School in Brussels, Belgium

The Athénée Robert Catteau (ARC) is a French-language secondary school owned by the City of Brussels, located on rue Ernest Allard, part of the subsidized public schools network enseignement officiel. Since 1948, it holds the name of Robert Catteau, an attorney, journalist and alderman of the City of Brussels. The original name of the school was École moyenne A, founded in 1851 within the Free University of Brussels. The school provides modern general education preparing for university studies and qualifies itself as a "center of excellence".

== History ==
The building of the École moyenne A, in Art Deco style, took place from 1923 to 1927 between the Church of Saints-Jean-et-Étienne-aux-Minimes and the Palace of Justice, following plans of architect François Malfait.

The ancient convent of the Minimes, built on the house of Renaissance anatomist Andreas Vesalius, had been decommissioned in 1790, and served successively as a deposit of begging in 1801, a tobacco factory in 1813, a lithography workshop in 1815, a military hospital and finally a women's prison before being destroyed in 1920. Malfait had to contend with the height difference and the strict height limit of the buildings to preserve the panorama of the Poelaert square located above. The new buildings of the École moyenne A were inaugurated on 27 September 1927. On 7 December 1948, the school became the Athénée Robert Catteau.
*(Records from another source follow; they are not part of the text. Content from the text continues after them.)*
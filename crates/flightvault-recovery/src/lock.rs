//! Per-table request guards.
//!
//! Restores take an exclusive guard. Diff, score and search take a shared
//! guard. A conflicting request is rejected with `Busy` rather than queued.

use std::sync::Arc;

use dashmap::mapref::entry::Entry;
use dashmap::DashMap;
use tracing::debug;

use flightvault_core::errors::{FlightVaultResult, RecoveryError};

#[derive(Debug, Clone, Copy, PartialEq, Eq)]
pub enum LockMode {
    Shared,
    Exclusive,
}

#[derive(Debug)]
enum Holder {
    Shared { count: usize, operation: String },
    Exclusive { operation: String },
}

/// Registry of held table guards. Cloning shares the registry.
#[derive(Debug, Clone, Default)]
pub struct TableLocks {
    held: Arc<DashMap<String, Holder>>,
}

impl TableLocks {
    pub fn new() -> Self {
        Self::default()
    }

    pub fn acquire_shared(&self, table: &str, operation: &str) -> FlightVaultResult<TableGuard> {
        match self.held.entry(table.to_string()) {
            Entry::Vacant(slot) => {
                slot.insert(Holder::Shared {
                    count: 1,
                    operation: operation.to_string(),
                });
            }
            Entry::Occupied(mut slot) => match slot.get_mut() {
                Holder::Shared { count, .. } => *count += 1,
                Holder::Exclusive { operation: held } => {
                    return Err(busy(table, held));
                }
            },
        }
        Ok(self.guard(table, LockMode::Shared, operation))
    }

    pub fn acquire_exclusive(&self, table: &str, operation: &str) -> FlightVaultResult<TableGuard> {
        match self.held.entry(table.to_string()) {
            Entry::Vacant(slot) => {
                slot.insert(Holder::Exclusive {
                    operation: operation.to_string(),
                });
            }
            Entry::Occupied(slot) => {
                let held = match slot.get() {
                    Holder::Shared { operation, .. } | Holder::Exclusive { operation } => operation,
                };
                return Err(busy(table, held));
            }
        }
        Ok(self.guard(table, LockMode::Exclusive, operation))
    }

    pub fn mode(&self, table: &str) -> Option<LockMode> {
        self.held.get(table).map(|holder| match holder.value() {
            Holder::Shared { .. } => LockMode::Shared,
            Holder::Exclusive { .. } => LockMode::Exclusive,
        })
    }

    pub fn is_locked(&self, table: &str) -> bool {
        self.held.contains_key(table)
    }

    fn guard(&self, table: &str, mode: LockMode, operation: &str) -> TableGuard {
        debug!(table, ?mode, operation, "table guard acquired");
        TableGuard {
            held: Arc::clone(&self.held),
            table: table.to_string(),
            mode,
        }
    }
}

fn busy(table: &str, operation: &str) -> flightvault_core::FlightVaultError {
    RecoveryError::Busy {
        table: table.to_string(),
        operation: operation.to_string(),
    }
    .into()
}

/// Releases its hold on drop.
#[derive(Debug)]
pub struct TableGuard {
    held: Arc<DashMap<String, Holder>>,
    table: String,
    mode: LockMode,
}

impl TableGuard {
    pub fn table(&self) -> &str {
        &self.table
    }

    pub fn mode(&self) -> LockMode {
        self.mode
    }
}

impl Drop for TableGuard {
    fn drop(&mut self) {
        if let Entry::Occupied(mut slot) = self.held.entry(self.table.clone()) {
            match slot.get_mut() {
                Holder::Shared { count, .. } if *count > 1 => *count -= 1,
                _ => {
                    slot.remove();
                }
            }
        }
    }
}
mod temporal_store;

pub use temporal_store::ITemporalStore;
In 1948, the upper grades comprised three classical orientations: the Latin-Greek, Latin-Mathematics and Latin-Sciences sections (created in 1947). A Scientific A section was created in 1951 and a seventh secondary preparatory grade to higher education in 1958. The Athénée opened to girls in 1978. In 2011, sections were restructured in order to adapt to other establishments in the Brussels-Capital Region. The Latin-Greek, Latin-Mathematics and the Latin-Sciences final orientations remained unchanged, but Scientific A became Mathematics-Sciences and a new finality was added: the Economy-Mathematics section.

On 1 January 2016, Evelyne Gotto replaced André Possot as head of the athenaeum.

==Architecture==
The building is built of light colored brick, in the geometric spirit of Art Deco, with decorative elements of red brick and white stone for the sculptures and the large cornice in cavet that crowns the top of the building.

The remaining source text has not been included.